Correspondance 1812-1876, 2/1844/CCXLII


CCXLII

À M. CHARLES PONCY, À TOULON


Nohant, 12 septembre 1844.


« J’ai toujours désiré qu’un poète fît, sous un titre tel que celui-ci : la Chanson de chaque métier, un recueil de chansons populaires, à la fois enjouées, naïves, sérieuses et grandes, simples surtout, faciles à chanter, et sur un rythme auquel pussent s’adapter des airs connus, bien populaires, ou des airs nouveaux faciles à composer. Ou, à défaut de musique, que ces chants fussent si coulants et si simplement écrits, que l’ouvrier simple, sachant à peine lire, pût les comprendre et les retenir. Poétiser, anoblir chaque genre de travail, plaindre en même temps l’excès et la mauvaise direction sociale de ce travail, tel qu’on l’entend aujourd’hui, ce serait faire une œuvre grande, utile et durable. Ce serait enseigner au riche à respecter l’ouvrier, au pauvre ouvrier à se respecter lui-même.

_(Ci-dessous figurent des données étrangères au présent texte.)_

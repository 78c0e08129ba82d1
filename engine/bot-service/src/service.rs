//! Service state management and component wiring
//!
//! Updates flow from the ingestion session onto the event bus as `UpdateReceived`.
//! An admission subscriber checks the per-chat limit and publishes either
//! `UpdateAdmitted` or `UpdateThrottled`; category subscribers count and log traffic.

use anyhow::{Context, Result};
use std::sync::atomic::{AtomicU64, Ordering};
use std::sync::Arc;
use std::time::Duration;
use tokio::task::JoinHandle;
use tokio::time::timeout;
use tokio_util::sync::CancellationToken;
use tracing::{debug, error, info, warn};

use crate::config::{CommandLimit, ServiceConfig};
use crate::events::{UpdateAdmitted, UpdateReceived, UpdateThrottled, ADMISSION, INBOUND};
use event_bus::{BusStats, EventBus, HandlerResult};
use rate_limiter::{FixedWindowRateLimiter, RateLimiter, RateLimiterStats};
use update_ingestion::{IngestionSession, SessionStats, Update, UpdateSource};

/// Traffic counters maintained by the category subscribers
#[derive(Debug, Default)]
struct TrafficCounters {
    inbound: AtomicU64,
    admitted: AtomicU64,
    throttled: AtomicU64,
    unrouted: AtomicU64,
}

#[derive(Debug, Clone, Copy, PartialEq, Eq)]
pub struct TrafficStats {
    pub inbound: u64,
    pub admitted: u64,
    pub throttled: u64,
    /// Updates without a chat, which bypass admission
    pub unrouted: u64,
}

/// Snapshot of every component's counters
#[derive(Debug, Clone, Copy)]
pub struct ServiceStats {
    pub session: SessionStats,
    pub bus: BusStats,
    pub limiter: RateLimiterStats,
    pub traffic: TrafficStats,
}

/// The running bot: ingestion session, event bus and rate limiter
pub struct BotService {
    config: ServiceConfig,
    bus: Arc<EventBus>,
    limiter: Arc<FixedWindowRateLimiter>,
    session: IngestionSession,
    traffic: Arc<TrafficCounters>,
    sweeper_shutdown: CancellationToken,
    sweeper: Option<JoinHandle<()>>,
}

impl BotService {
    /// Service polling the configured endpoint with `token`
    pub fn new(config: ServiceConfig, token: String) -> Result<Self> {
        let service = Self::build(config)?;
        service
            .session
            .set_endpoint(service.config.endpoint.clone())
            .context("Failed to configure endpoint")?;
        service
            .session
            .set_token(token)
            .context("Failed to configure token")?;
        Ok(service)
    }

    /// Service reading updates from a custom source
    pub fn with_source(config: ServiceConfig, source: Arc<dyn UpdateSource>) -> Result<Self> {
        let service = Self::build(config)?;
        service
            .session
            .set_source(source)
            .context("Failed to configure update source")?;
        Ok(service)
    }

    fn build(config: ServiceConfig) -> Result<Self> {
        info!("Initializing service components...");

        let bus = EventBus::new(config.bus.clone())
            .context("Failed to create EventBus")?;
        let bus = Arc::new(bus);
        let limiter = Arc::new(FixedWindowRateLimiter::new(config.rate_limiter.clone()));
        let traffic = Arc::new(TrafficCounters::default());

        register_subscribers(&bus, &limiter, &config.command_limit, &traffic)
            .context("Failed to register subscribers")?;

        let session = IngestionSession::new(config.session.clone());
        let publisher = bus.clone();
        session
            .set_callback(move |update: Update| -> anyhow::Result<()> {
                publisher.publish(UpdateReceived { update })?;
                Ok(())
            })
            .context("Failed to configure update callback")?;

        info!("Service components initialized successfully");
        Ok(Self {
            config,
            bus,
            limiter,
            session,
            traffic,
            sweeper_shutdown: CancellationToken::new(),
            sweeper: None,
        })
    }

    /// Start polling and the rate limiter sweeper; must run inside a tokio runtime
    pub fn start(&mut self) -> Result<()> {
        self.session
            .start()
            .context("Failed to start IngestionSession")?;

        let limiter = self.limiter.clone();
        self.sweeper = Some(limiter.spawn_sweeper(self.sweeper_shutdown.clone()));
        info!("Service started");
        Ok(())
    }

    /// Stop every component, each with a bounded wait
    pub async fn shutdown(&mut self) -> Result<()> {
        info!("Stopping service components...");
        let shutdown_timeout = Duration::from_secs(self.config.service.shutdown_timeout_secs);

        // Stop ingestion first so nothing new reaches the bus
        match timeout(shutdown_timeout, self.session.stop()).await {
            Ok(Ok(())) => info!("IngestionSession stopped gracefully"),
            Ok(Err(e)) => warn!("IngestionSession was not running: {}", e),
            Err(_) => warn!("IngestionSession did not stop within timeout, forcing shutdown"),
        }

        let bus = self.bus.clone();
        let bus_shutdown = tokio::task::spawn_blocking(move || bus.shutdown());
        match timeout(shutdown_timeout, bus_shutdown).await {
            Ok(Ok(())) => info!("EventBus stopped gracefully"),
            Ok(Err(e)) => error!("EventBus shutdown task failed: {}", e),
            Err(_) => warn!("EventBus did not stop within timeout"),
        }

        self.sweeper_shutdown.cancel();
        if let Some(sweeper) = self.sweeper.take() {
            match timeout(shutdown_timeout, sweeper).await {
                Ok(Ok(())) => debug!("RateLimiter sweeper stopped"),
                Ok(Err(e)) => error!("RateLimiter sweeper task failed: {}", e),
                Err(_) => warn!("RateLimiter sweeper did not stop within timeout"),
            }
        }

        let stats = self.stats();
        info!(
            delivered = stats.session.delivered_total,
            dropped = stats.session.dropped_total,
            admitted = stats.traffic.admitted,
            throttled = stats.traffic.throttled,
            "Graceful shutdown complete"
        );
        Ok(())
    }

    pub fn is_running(&self) -> bool {
        self.session.is_running() && self.bus.is_alive()
    }

    pub fn stats(&self) -> ServiceStats {
        ServiceStats {
            session: self.session.stats(),
            bus: self.bus.stats(),
            limiter: self.limiter.stats(),
            traffic: TrafficStats {
                inbound: self.traffic.inbound.load(Ordering::Relaxed),
                admitted: self.traffic.admitted.load(Ordering::Relaxed),
                throttled: self.traffic.throttled.load(Ordering::Relaxed),
                unrouted: self.traffic.unrouted.load(Ordering::Relaxed),
            },
        }
    }

    pub fn bus(&self) -> &Arc<EventBus> {
        &self.bus
    }

    pub fn limiter(&self) -> &Arc<FixedWindowRateLimiter> {
        &self.limiter
    }

    pub fn config(&self) -> &ServiceConfig {
        &self.config
    }
}

fn register_subscribers(
    bus: &Arc<EventBus>,
    limiter: &Arc<FixedWindowRateLimiter>,
    limit: &CommandLimit,
    traffic: &Arc<TrafficCounters>,
) -> Result<()> {
    // Per-chat admission. A weak handle avoids the bus owning itself through its registry.
    let weak_bus = Arc::downgrade(bus);
    let admission_limiter = limiter.clone();
    let limit = limit.clone();
    let counters = traffic.clone();
    bus.subscribe(move |event: &UpdateReceived| -> HandlerResult {
        let Some(chat_id) = event.update.chat_id() else {
            counters.unrouted.fetch_add(1, Ordering::Relaxed);
            return Ok(());
        };
        let Some(bus) = weak_bus.upgrade() else {
            return Ok(());
        };

        let key = format!("chat:{chat_id}");
        if admission_limiter.try_acquire(&key, limit.permits, limit.window_seconds) {
            bus.publish(UpdateAdmitted {
                update: event.update.clone(),
                chat_id,
            })?;
        } else {
            bus.publish(UpdateThrottled {
                update_id: event.update.update_id,
                chat_id,
            })?;
        }
        Ok(())
    })?;

    let counters = traffic.clone();
    bus.subscribe_category(INBOUND, move |envelope| {
        counters.inbound.fetch_add(1, Ordering::Relaxed);
        if let Some(received) = envelope.downcast_ref::<UpdateReceived>() {
            debug!(
                update_id = received.update.update_id,
                kind = received.update.kind().unwrap_or("unknown"),
                "Inbound update"
            );
        }
        Ok(())
    })?;

    let counters = traffic.clone();
    bus.subscribe_category(ADMISSION, move |envelope| {
        if let Some(admitted) = envelope.downcast_ref::<UpdateAdmitted>() {
            counters.admitted.fetch_add(1, Ordering::Relaxed);
            if let Some(command) = admitted.command() {
                info!(chat_id = admitted.chat_id, command, "Command received");
            }
        } else if let Some(throttled) = envelope.downcast_ref::<UpdateThrottled>() {
            counters.throttled.fetch_add(1, Ordering::Relaxed);
            warn!(
                chat_id = throttled.chat_id,
                update_id = throttled.update_id,
                "Chat throttled"
            );
        }
        Ok(())
    })?;

    Ok(())
}

#[cfg(test)]
mod tests {
    use super::*;
    use async_trait::async_trait;
    use serde_json::json;
    use std::sync::Mutex;
    use update_ingestion::PollError;

    struct OneShotSource {
        batch: Mutex<Option<Vec<Update>>>,
    }

    #[async_trait]
    impl UpdateSource for OneShotSource {
        async fn poll(&self, _offset: i64) -> Result<Vec<Update>, PollError> {
            let batch = self.batch.lock().unwrap().take();
            match batch {
                Some(updates) => Ok(updates),
                None => {
                    tokio::time::sleep(Duration::from_millis(10)).await;
                    Ok(Vec::new())
                }
            }
        }
    }

    fn message(update_id: i64, chat_id: i64, text: &str) -> Update {
        Update::new(
            update_id,
            json!({"message": {"chat": {"id": chat_id}, "from": {"id": 7}, "text": text}}),
        )
    }

    fn test_config(permits: u32) -> ServiceConfig {
        let mut config = ServiceConfig::default();
        config.command_limit.permits = permits;
        config.session.dequeue_timeout_ms = 20;
        config.bus.dispatch_poll_ms = 10;
        config.service.shutdown_timeout_secs = 2;
        config
    }

    async fn wait_until(condition: impl Fn() -> bool) -> bool {
        for _ in 0..1000 {
            if condition() {
                return true;
            }
            tokio::time::sleep(Duration::from_millis(5)).await;
        }
        condition()
    }

    #[tokio::test(flavor = "multi_thread", worker_threads = 2)]
    async fn test_updates_flow_through_admission() {
        let mut batch: Vec<Update> = (1..=5).map(|id| message(id, 1, "/start")).collect();
        batch.push(message(6, 2, "hello"));
        batch.push(Update::new(7, json!({"poll": {"id": "p1"}})));
        let source = Arc::new(OneShotSource {
            batch: Mutex::new(Some(batch)),
        });

        let mut service = BotService::with_source(test_config(2), source).unwrap();
        service.start().unwrap();
        assert!(service.is_running());

        assert!(
            wait_until(|| {
                let traffic = service.stats().traffic;
                traffic.admitted + traffic.throttled + traffic.unrouted == 7
            })
            .await
        );

        service.shutdown().await.unwrap();
        assert!(!service.is_running());

        let stats = service.stats();
        assert_eq!(stats.traffic.inbound, 7);
        assert_eq!(stats.traffic.admitted, 3);
        assert_eq!(stats.traffic.throttled, 2);
        assert_eq!(stats.traffic.unrouted, 1);
        assert_eq!(stats.session.delivered_total, 7);
        assert_eq!(stats.limiter.admitted_total, 3);
        assert_eq!(stats.limiter.rejected_total, 2);
        assert!(!service.bus().is_alive());
    }

    #[tokio::test]
    async fn test_shutdown_before_start() {
        let source = Arc::new(OneShotSource {
            batch: Mutex::new(None),
        });
        let mut service = BotService::with_source(test_config(1), source).unwrap();
        service.shutdown().await.unwrap();
        assert!(!service.bus().is_alive());
    }
}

» Il y a des états plus ou moins nobles en apparence, plus ou moins pénibles en réalité. Chacun demanderait au poète un examen approfondi, des réflexions sérieuses, un jugement particulier à la fois poétique et philosophique ; et il y aurait, avec l’unité de forme, une variété infinie dans un tel sujet. Il y a dix ans que j’y rêve. Si Béranger l’avait voulu, il aurait pu faire ces chansons-là de main de maître. C’est un sujet que j’ai conseillé à plusieurs jeunes poètes et qui les a tous effrayés, parce qu’ils n’avaient pas l’inspiration et la sympathie qu’il faut pour cela.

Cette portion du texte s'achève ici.